La création du XID correct dans un flot de paquets DHCP est facilitée par le schéma de randomisation insuffisant. Cela permet à l’attaquant de reconfigurer la pile réseau de la cible à volonté.
Ne devrait pas être une nouveauté pour Google
Selon Rad, Google s’appuie sur ses serveurs de métadonnées pour gérer la distribution des clés SSH. En usurpant l’identité d’un serveur de métadonnées, l’accès SSH peut être accordé à l’attaquant.
La technique de Rad est basée sur une attaque divulgué l’année dernière par le chercheur en sécurité Chris Moberly, mais diffère en ce que l’inondation DHCP est effectuée à distance et que les XID sont devinés.
Dans les trois scénarios d’attaque conçus par Rad, deux nécessitent que l’attaquant se trouve sur le même sous-réseau que la machine virtuelle cible pour envoyer le flot de trafic DHCP. Dans un scénario, la machine virtuelle victime doit redémarrer et dans l’autre, elle actualise son bail DHCP. Le troisième permet une attaque à distance sur Internet mais nécessite que le pare-feu devant la VM cible soit complètement ouvert.
Rad admet que ce troisième cas n’est « probablement pas un scénario courant », mais note que la console GCP Cloud fournit cette option et suppose qu’il y aura probablement des VM avec cette configuration.

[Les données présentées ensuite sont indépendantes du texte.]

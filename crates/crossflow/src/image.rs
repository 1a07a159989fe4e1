use std::rc::Rc;

use crossflow_lib::{TrackId, TrackImage};

use crate::{
    Datastore, EmptySelectionInputError, PlotOptions, TrackPlotter, TrackViewState, VideoReader,
};

/// Keeps [`TrackViewState::background_image`] consistent with the currently
/// available track data and the show-tracks toggle.
///
/// The updater is wired into two event sources: construction registers it on
/// the show-tracks cell, and the bootstrap registers [`notify_tracks`]
/// (wrapped in a clone) as a track-list observer on the datastore. Each
/// triggering event that obtains a base frame publishes exactly one image;
/// events without a base frame leave the previous image in place.
///
/// [`notify_tracks`]: Self::notify_tracks
pub struct TrackImageUpdater<R: VideoReader> {
    datastore: Datastore<R>,
    view_state: TrackViewState<R::Image>,
    plotter: Rc<dyn TrackPlotter<R::Image>>,
    options: Rc<PlotOptions>,
}

impl<R: VideoReader> Clone for TrackImageUpdater<R> {
    fn clone(&self) -> Self {
        Self {
            datastore: self.datastore.clone(),
            view_state: self.view_state.clone(),
            plotter: Rc::clone(&self.plotter),
            options: Rc::clone(&self.options),
        }
    }
}

impl<R: VideoReader + 'static> TrackImageUpdater<R> {
    pub fn new(
        datastore: Datastore<R>,
        view_state: TrackViewState<R::Image>,
        plotter: Rc<dyn TrackPlotter<R::Image>>,
        options: PlotOptions,
    ) -> Self {
        let updater = Self {
            datastore,
            view_state,
            plotter,
            options: Rc::new(options),
        };
        let on_toggle = updater.clone();
        updater
            .view_state
            .show_tracks
            .register(move |_| on_toggle.notify_show_tracks());
        updater
    }

    /// Reaction to a change of the track list: recompute for the first
    /// element. An empty list is a contract violation by the list owner.
    pub fn notify_tracks(&self, tracks: &[TrackId]) -> anyhow::Result<()> {
        let Some(&first) = tracks.first() else {
            return Err(EmptySelectionInputError {
                message: "no tracks changed",
            }
            .into());
        };
        self.update_image(first)
    }

    /// Reaction to the show-tracks toggle. Which track ends up shown is
    /// implementation-defined: the first element of an unordered iteration
    /// over the full track collection. With no tracks this is a no-op.
    fn notify_show_tracks(&self) -> anyhow::Result<()> {
        match self.datastore.get_all_tracks().first() {
            Some(track) => self.update_image(track.id()),
            None => Ok(()),
        }
    }

    fn update_image(&self, track_id: TrackId) -> anyhow::Result<()> {
        let Some(image) = self.datastore.get_image_of_track(&track_id) else {
            tracing::debug!(
                track = track_id.raw(),
                "no base frame available, keeping previous background image"
            );
            return Ok(());
        };
        if self.view_state.show_tracks.get().unwrap_or(false) {
            tracing::trace!(track = track_id.raw(), "recomputing composed background image");
            let overlay = self.plotter.plot(
                &self.datastore.get_all_tracks(),
                &self.datastore.get_all_sections(),
                image.width(),
                image.height(),
                &self.options,
            );
            self.view_state
                .background_image
                .set(Some(image.combine_with(&overlay)))
        } else {
            self.view_state.background_image.set(Some(image))
        }
    }
}
//! Application layer of crossflow: the reactive state the UI is driven by.
//!
//! The domain model lives in `crossflow-lib`; this crate holds the state that
//! sits between it and the widgets. Selection managers track the current
//! track/section, reactive cells hold what the canvas shows, and the image
//! pipeline recomputes the composed background image whenever either changes.

mod datastore;
pub use datastore::{Datastore, FrameDoesNotExistError, SectionParser, TrackParser, VideoReader};
mod image;
pub use image::TrackImageUpdater;
mod plot;
pub use plot::{PlotOptions, TrackPlotter};
mod property;
pub use property::BindableProperty;
mod state;
pub use state::{EmptySelectionInputError, SectionState, TrackState, TrackViewState};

Les techniques de défense suggérées consistent à ne pas faire référence au serveur de métadonnées à l’aide de son nom d’hôte virtuel (metadata.google.internal), à ne pas gérer le nom d’hôte virtuel via DHCP, à sécuriser la communication du serveur de métadonnées à l’aide de TLS et à bloquer UDP sur les ports 67/68 entre les machines virtuelles.
Google aurait été informé de ce problème en septembre 2020. Après neuf mois d’inaction, Rad a publié son avis. La Chocolaterie n’a pas immédiatement répondu à une demande de commentaire. Nous imaginons que Google Cloud peut avoir des défenses en place, telles que la détection d’un trafic DHCP étrange, par exemple. ®
En parlant de Google, son expert en sécurité Felix Wilhelm trouvé un bogue d’échappement d’invité à hôte dans le code de l’hyperviseur Linux KVM pour les processeurs AMD Epyc qui était présent dans les versions de noyau 5.10 à 5.11, lorsqu’il a été repéré et corrigé.